Michael Freund is chair of Shavei Israel, which assists "lost Jews" seeking to return to the Jewish people.

Here he addresses Israeli demographics and a solution.

THE FACT is that there is a vast, and largely untapped, reservoir of people clamoring to join, or rejoin, the nation of Israel.

From Poland to Peru, and in places as far afield as Russia, China, Portugal, Spain and Brazil, an extraordinary awakening of momentous proportions is taking place, as various communities with a historical connection to the Jewish people now seek out their roots and long to return to our people.

In many instances, these people's ancestors were torn away from us against their will, as a result of the oppression and persecution that hounded the Jewish people throughout the centuries of exile.

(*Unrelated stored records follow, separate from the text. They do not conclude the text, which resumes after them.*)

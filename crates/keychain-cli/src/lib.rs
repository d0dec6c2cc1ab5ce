// ABOUTME: Library side of the keychain CLI
// ABOUTME: Resolves config and store, then runs the selected command

use anyhow::{Context, Result};
use keychain_core::{Config, KeychainService, SqliteStore};
use std::sync::Arc;
use tracing::debug;

pub mod commands;

pub use commands::{Cli, Command};

/// Run a parsed command line.
pub async fn run(cli: Cli) -> Result<()> {
    let config = match &cli.config {
        Some(path) => Config::load_from(path)?,
        None => Config::load()?,
    };

    let db = match cli.db {
        Some(path) => path,
        None => config.store_path()?,
    };
    debug!(db = %db.display(), "opening credential store");
    let store = SqliteStore::open(&db)
        .await
        .with_context(|| format!("Failed to open credential store {}", db.display()))?;
    let service = KeychainService::new(config.tools.clone(), Arc::new(store));

    match cli.command {
        Command::Generate { save } => commands::keys::generate(&service, save).await,
        Command::Create {
            name,
            credential_type,
            attributes,
            private_key_file,
            public_key_file,
        } => {
            commands::credentials::create(
                &service,
                name,
                credential_type,
                &attributes,
                private_key_file,
                public_key_file,
            )
            .await
        }
        Command::Update {
            id,
            name,
            credential_type,
            attributes,
        } => {
            commands::credentials::update(&service, id, name, credential_type, attributes).await
        }
        Command::List { json } => commands::credentials::list(&service, json).await,
        Command::Show { id, json, reveal } => {
            commands::credentials::show(&service, id, json, reveal).await
        }
        Command::Delete { id } => commands::credentials::delete(&service, id).await,
        Command::Scan {
            host,
            port,
            timeout,
        } => commands::keys::scan(&service, host, port, timeout).await,
    }
}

And now, these communities are all knocking on our collective door, pleading to be allowed back in, whether through conversion or return.

He addresses the Bnei Menashe of India; the Bnai Anousim in Spain, Portugal and South America; hidden Polish children; 20,000 Subbotnik Jews who converted 200 years ago; "Jews of the jungle" in Peru's Amazon basin and their Moroccan ancestors; Kaifeng, China.

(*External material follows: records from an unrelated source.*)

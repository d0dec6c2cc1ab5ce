// ABOUTME: SQLite-backed credential store.
// ABOUTME: Attributes are kept as a JSON document alongside the name and type columns.

use super::CredentialStore;
use crate::credential::{CredentialCreate, KeychainCredential};
use crate::error::{KeychainError, Result};
use crate::schema::Attributes;
use async_trait::async_trait;
use sqlx::sqlite::{SqliteConnectOptions, SqlitePoolOptions};
use sqlx::SqlitePool;
use std::path::Path;
use std::str::FromStr;

/// Persistent credential store in a single SQLite file.
#[derive(Clone)]
pub struct SqliteStore {
    pool: SqlitePool,
}

impl SqliteStore {
    /// Open or create the store at the given path.
    pub async fn open(path: impl AsRef<Path>) -> Result<Self> {
        let path = path.as_ref();
        if let Some(parent) = path.parent().filter(|p| !p.as_os_str().is_empty()) {
            std::fs::create_dir_all(parent).map_err(|e| KeychainError::Io {
                path: parent.to_path_buf(),
                source: e,
            })?;
        }

        let url = format!("sqlite:{}?mode=rwc", path.display());
        let options = SqliteConnectOptions::from_str(&url)?.create_if_missing(true);

        let pool = SqlitePoolOptions::new()
            .max_connections(5)
            .connect_with(options)
            .await?;

        let store = Self { pool };
        store.init_schema().await?;
        Ok(store)
    }

    async fn init_schema(&self) -> Result<()> {
        sqlx::query("PRAGMA journal_mode = WAL")
            .execute(&self.pool)
            .await?;

        sqlx::query(
            r#"
            CREATE TABLE IF NOT EXISTS keychain_credentials (
                id INTEGER PRIMARY KEY AUTOINCREMENT,
                name TEXT NOT NULL UNIQUE,
                type TEXT NOT NULL,
                attributes TEXT NOT NULL
            )
            "#,
        )
        .execute(&self.pool)
        .await?;

        Ok(())
    }
}

fn name_conflict(err: sqlx::Error, name: &str) -> KeychainError {
    match &err {
        sqlx::Error::Database(db) if db.is_unique_violation() => {
            KeychainError::NameTaken(name.to_string())
        }
        _ => KeychainError::Store(err),
    }
}

#[async_trait]
impl CredentialStore for SqliteStore {
    async fn insert(&self, credential: &CredentialCreate) -> Result<i64> {
        let attributes = serde_json::to_string(&credential.attributes)?;
        let result =
            sqlx::query("INSERT INTO keychain_credentials (name, type, attributes) VALUES (?, ?, ?)")
                .bind(&credential.name)
                .bind(&credential.credential_type)
                .bind(attributes)
                .execute(&self.pool)
                .await
                .map_err(|e| name_conflict(e, &credential.name))?;

        Ok(result.last_insert_rowid())
    }

    async fn update(&self, credential: &KeychainCredential) -> Result<()> {
        let attributes = serde_json::to_string(&credential.attributes)?;
        let result = sqlx::query(
            "UPDATE keychain_credentials SET name = ?, type = ?, attributes = ? WHERE id = ?",
        )
        .bind(&credential.name)
        .bind(&credential.credential_type)
        .bind(attributes)
        .bind(credential.id)
        .execute(&self.pool)
        .await
        .map_err(|e| name_conflict(e, &credential.name))?;

        if result.rows_affected() == 0 {
            return Err(KeychainError::NotFound(credential.id));
        }
        Ok(())
    }

    async fn delete(&self, id: i64) -> Result<bool> {
        let result = sqlx::query("DELETE FROM keychain_credentials WHERE id = ?")
            .bind(id)
            .execute(&self.pool)
            .await?;
        Ok(result.rows_affected() > 0)
    }

    async fn get(&self, id: i64) -> Result<Option<KeychainCredential>> {
        let row = sqlx::query_as::<_, CredentialRow>(
            "SELECT id, name, type AS credential_type, attributes FROM keychain_credentials WHERE id = ?",
        )
        .bind(id)
        .fetch_optional(&self.pool)
        .await?;

        row.map(KeychainCredential::try_from).transpose()
    }

    async fn find_by_name(&self, name: &str) -> Result<Option<KeychainCredential>> {
        let row = sqlx::query_as::<_, CredentialRow>(
            "SELECT id, name, type AS credential_type, attributes FROM keychain_credentials WHERE name = ?",
        )
        .bind(name)
        .fetch_optional(&self.pool)
        .await?;

        row.map(KeychainCredential::try_from).transpose()
    }

    async fn list(&self) -> Result<Vec<KeychainCredential>> {
        let rows = sqlx::query_as::<_, CredentialRow>(
            "SELECT id, name, type AS credential_type, attributes FROM keychain_credentials ORDER BY id ASC",
        )
        .fetch_all(&self.pool)
        .await?;

        rows.into_iter().map(KeychainCredential::try_from).collect()
    }
}

#[derive(sqlx::FromRow)]
struct CredentialRow {
    id: i64,
    name: String,
    credential_type: String,
    attributes: String,
}

impl TryFrom<CredentialRow> for KeychainCredential {
    type Error = KeychainError;

    fn try_from(row: CredentialRow) -> Result<Self> {
        let attributes: Attributes = serde_json::from_str(&row.attributes)?;
        Ok(KeychainCredential {
            id: row.id,
            name: row.name,
            credential_type: row.credential_type,
            attributes,
        })
    }
}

Although aimed at increasing aliyah to Israel, there is no doubt that for genealogists, the thought that descendants of our ancestors may be out there - somewhere - is inspiring.

Ends Freund:

It demonstrates the power not only of Jewish memory, but of Jewish destiny as well.

And it underlines the fact that no matter how far a Jewish soul may wander, even to the farthest corners of the world, it can - and ultimately will - find its way back home.